Anne, widow of Sir John Packington, by will of 1559 left to the Clothworkers' Company of London the profits of a copyhold house and land in the Prebend manor, £16 16s. 9d. a year, for charitable purposes. The Company also acquired an adjoining 34 a., which became confused with the Packington land (fn. 52a) and may have included land said in 1659 to have once belonged to Henry Swinnerton, followed by John Cruth. (fn. 53a) In 1649 the Company paid an annual quitrent of £1 13s. 9d. to the prebendary and a fine of £ 11 1s. 8d. every 20 years. (fn. 54a) In 1659 the CLOTH-WORKERS' estate included the Crown inn in Boon's Lane and another building near it, c. 50 a., and the Clothworkers' ten almshouses. (fn. 55a) In the late 18th century the estate was 57 3/4 a., excluding the two sets of almshouses and other houses in Lower Street, most of it between Frog Lane and the parish boundary. (fn. 56a) In 1819 2 3/4 a. were taken by the Regent's Canal Co.

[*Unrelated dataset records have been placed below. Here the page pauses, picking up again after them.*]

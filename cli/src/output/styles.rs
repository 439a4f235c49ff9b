//! Output styles using owo-colors stylesheet pattern

use owo_colors::Style;

/// Centralized stylesheet for CLI output colors.
#[derive(Default, Clone)]
pub struct Styles {
    /// Success messages (green)
    pub success: Style,
    /// Warning messages (yellow)
    pub warning: Style,
    /// Info messages (blue)
    pub info: Style,
    /// Dimmed/secondary text
    pub dim: Style,
    /// Headers/section titles
    pub header: Style,
    /// In-progress step arrows (cyan)
    pub step: Style,
}

impl Styles {
    /// Apply colors to the stylesheet.
    pub fn colorize(&mut self) {
        self.success = Style::new().green();
        self.warning = Style::new().yellow();
        self.info = Style::new().blue();
        self.dim = Style::new().dimmed();
        self.header = Style::new().bold().cyan();
        self.step = Style::new().cyan();
    }
}
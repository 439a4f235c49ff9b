//! Command implementations

pub mod apply;
pub mod validate;
pub mod version;

use std::path::PathBuf;

use anyhow::{Result, bail};
use clap::Args;
use shipa_types::Section;

use crate::application::services::manifest_loader::ManifestSources;

/// Where to read the manifest from.
///
/// A combined document can be given positionally or with `--manifest`.
/// Per-section files override the matching key of the combined document.
#[derive(Args, Debug, Default)]
pub struct ManifestArgs {
    /// Manifest file with any of the top-level section keys
    #[arg(value_name = "MANIFEST")]
    pub path: Option<PathBuf>,

    /// Manifest file with any of the top-level section keys
    #[arg(long, value_name = "FILE", env = "SHIPA_MANIFEST")]
    pub manifest: Option<PathBuf>,

    /// Framework section file
    #[arg(long, value_name = "FILE")]
    pub framework: Option<PathBuf>,

    /// Cluster section file
    #[arg(long, value_name = "FILE")]
    pub cluster: Option<PathBuf>,

    /// App section file
    #[arg(long, value_name = "FILE")]
    pub app: Option<PathBuf>,

    /// App env section file
    #[arg(long, value_name = "FILE")]
    pub app_env: Option<PathBuf>,

    /// App cname section file
    #[arg(long, value_name = "FILE")]
    pub app_cname: Option<PathBuf>,

    /// Network policy section file
    #[arg(long, value_name = "FILE")]
    pub network_policy: Option<PathBuf>,

    /// App deploy section file
    #[arg(long, value_name = "FILE")]
    pub app_deploy: Option<PathBuf>,

    /// Job section file
    #[arg(long, value_name = "FILE")]
    pub job: Option<PathBuf>,
}

impl ManifestArgs {
    /// Collect the given paths into loader sources.
    ///
    /// # Errors
    ///
    /// Fails when no manifest file was given at all.
    pub fn to_sources(&self) -> Result<ManifestSources> {
        let per_section = [
            (Section::Framework, &self.framework),
            (Section::Cluster, &self.cluster),
            (Section::App, &self.app),
            (Section::AppEnv, &self.app_env),
            (Section::AppCname, &self.app_cname),
            (Section::NetworkPolicy, &self.network_policy),
            (Section::AppDeploy, &self.app_deploy),
            (Section::Job, &self.job),
        ];
        let sources = ManifestSources {
            combined: self.path.clone().or_else(|| self.manifest.clone()),
            sections: per_section
                .into_iter()
                .filter_map(|(section, path)| path.clone().map(|p| (section, p)))
                .collect(),
        };
        if sources.is_empty() {
            bail!("no manifest given: pass MANIFEST or one of the section file flags");
        }
        Ok(sources)
    }
}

In 1827 an arbitrary division of the charity land from the corporate land was made. The Company gave the lords of the manor, the Ecclesiastical Commissioners, 2 a. for enfranchisement in 1845. (fn. 57a) Building on the estate began soon afterwards and was finished by the early 1860s. (fn. 58a) The charity estate was taken for Packington and Dame streets; the corporate land lay north-east up to New North Road, with a small block in St. Peter's Street.
HIGHBURY WOODS or CREAM HALL estate was formed from Highbury wood and Little St. John's wood, which were part of the manor of Highbury and had belonged to the hospital of St. John of Jerusalem until the Dissolution. (fn. 59a) The Crown let the two woods, estimated at 33 a. each to William Dodington for 21 years in 1570. (fn. 60a) Leases in reversion for 21 years were granted in 1583 to Matthew Martin, the holder in 1604, and in 1590 to James Harden, one of the queen's musicians. (fn. 61a) In 1594 a lease was granted to Sir John Fortescue for 60 years from 1625 at the same rents, reserving great trees and oaks. (fn. 62a) Sir John sold it to Sir John Spencer and it passed in turn to William Halliday, then in 1623 to his widow Susanna, who left her leaseholds to her younger daughter Anne Halliday (d. 1657), wife of Sir Henry Mildmay. (fn. 63a) Anne left the leaseholds in trust for her son William Mildmay, who was still the beneficiary in 1681. (fn. 64a) In 1651 the fee simple of Highbury wood, estimated at 43 1/2 a., and Little St. John's wood, estimated at 35 a., had been sold to Henry Mildmay, second son of Sir Henry, and Richard Clutterbuck of London, merchant, (fn. 65a) but it was repossessed by the Crown at the Restoration, and a lease for 31 years from 1685 on the same terms as Fortescue's was granted in 1670 to Thomas Windham on the nomination of his wife Elizabeth, who had helped Charles II to escape after the battle of Worcester. (fn. 66a)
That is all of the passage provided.